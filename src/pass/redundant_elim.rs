//! Redundant-elimination — interface only.
//!
//! Rounds out the family of example passes alongside [`super::const_fold`]:
//! declared the same config-free, single-`run()` shape, with no fold/merge
//! algorithm attached. Not named by the core specification; its behavior is
//! intentionally a non-functional stub.

use crate::diagnostic::Diagnostics;
use crate::ir::Netlist;

use super::{Pass, PassResult};

/// Redundant-operation-elimination pass. `run()` is a documented no-op: it
/// reports no change and never fails.
#[derive(Debug, Default)]
pub struct RedundantElimPass;

impl RedundantElimPass {
    /// Creates the pass.
    pub fn new() -> Self {
        Self
    }
}

impl Pass for RedundantElimPass {
    fn id(&self) -> &str {
        "redundant-elim"
    }

    fn name(&self) -> &str {
        "redundant-elim"
    }

    fn description(&self) -> &str {
        "Eliminate redundant operations (unimplemented)"
    }

    fn run(&mut self, _netlist: &mut Netlist, _diags: &mut Diagnostics) -> PassResult {
        PassResult::default()
    }
}

#[cfg(test)]
mod tests {
    use super::*;

    #[test]
    fn run_is_a_documented_no_op() {
        let mut netlist = Netlist::new();
        let mut diags = Diagnostics::new();
        let result = RedundantElimPass::new().run(&mut netlist, &mut diags);
        assert!(!result.changed);
        assert!(!result.failed);
        assert!(diags.is_empty());
    }
}
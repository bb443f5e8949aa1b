//! Per-graph interning of textual names into dense integer identifiers.

use std::collections::HashMap;

use serde::{Deserialize, Serialize};

/// A dense, per-graph identifier for an interned name.
///
/// `0` is reserved as the "no symbol" sentinel and is never returned by
/// [`SymbolTable::intern`].
#[derive(Debug, Copy, Clone, PartialEq, Eq, PartialOrd, Ord, Hash, Serialize, Deserialize)]
pub struct SymbolId(u32);

impl SymbolId {
    /// The sentinel identifier meaning "no symbol".
    pub const INVALID: SymbolId = SymbolId(0);

    /// Returns `true` unless this is [`SymbolId::INVALID`].
    pub fn is_valid(self) -> bool {
        self.0 != 0
    }
}

impl Default for SymbolId {
    fn default() -> Self {
        Self::INVALID
    }
}

/// A flat, append-only dictionary mapping strings to [`SymbolId`]s and back,
/// scoped to a single graph.
///
/// Interning is idempotent: interning the same text twice returns the same
/// id. Identifiers are assigned densely starting at 1.
#[derive(Debug, Clone, Default, Serialize, Deserialize)]
pub struct SymbolTable {
    texts: Vec<String>,
    ids: HashMap<String, SymbolId>,
}

impl SymbolTable {
    /// Creates an empty symbol table.
    pub fn new() -> Self {
        Self::default()
    }

    /// Interns `text`, returning its (possibly newly-assigned) id.
    pub fn intern(&mut self, text: impl Into<String>) -> SymbolId {
        let text = text.into();
        if let Some(&id) = self.ids.get(&text) {
            return id;
        }
        let id = SymbolId(self.texts.len() as u32 + 1);
        self.texts.push(text.clone());
        self.ids.insert(text, id);
        id
    }

    /// Looks up the id for `text` without interning it.
    pub fn find(&self, text: &str) -> Option<SymbolId> {
        self.ids.get(text).copied()
    }

    /// Returns the text for a previously-interned id.
    ///
    /// # Panics
    /// Panics if `id` was never returned by [`SymbolTable::intern`] on this
    /// table — this is a programmer error, not a recoverable condition.
    pub fn text(&self, id: SymbolId) -> &str {
        assert!(id.is_valid(), "attempted to resolve the invalid symbol id");
        self.texts
            .get(id.0 as usize - 1)
            .unwrap_or_else(|| panic!("symbol id {:?} not known to this table", id))
    }

    /// Number of interned symbols.
    pub fn len(&self) -> usize {
        self.texts.len()
    }

    /// Returns `true` if no symbols have been interned yet.
    pub fn is_empty(&self) -> bool {
        self.texts.is_empty()
    }
}

#[cfg(test)]
mod tests {
    use super::*;

    #[test]
    fn interning_is_idempotent() {
        let mut table = SymbolTable::new();
        let a = table.intern("foo");
        let b = table.intern("foo");
        assert_eq!(a, b);
        assert_eq!(table.text(a), "foo");
    }

    #[test]
    fn distinct_text_gets_distinct_ids() {
        let mut table = SymbolTable::new();
        let a = table.intern("a");
        let b = table.intern("b");
        assert_ne!(a, b);
    }

    #[test]
    fn ids_are_dense_starting_at_one() {
        let mut table = SymbolTable::new();
        let a = table.intern("a");
        let b = table.intern("b");
        assert_eq!(a, SymbolId(1));
        assert_eq!(b, SymbolId(2));
    }

    #[test]
    fn invalid_sentinel_is_zero() {
        assert!(!SymbolId::INVALID.is_valid());
    }

    #[test]
    fn find_does_not_intern() {
        let mut table = SymbolTable::new();
        table.intern("a");
        assert_eq!(table.find("missing"), None);
        assert_eq!(table.len(), 1);
    }
}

● ● ● ● ●

EXERCISE DETAILS: Write the number of data lines with "bool", nothing else.

RESULT: 2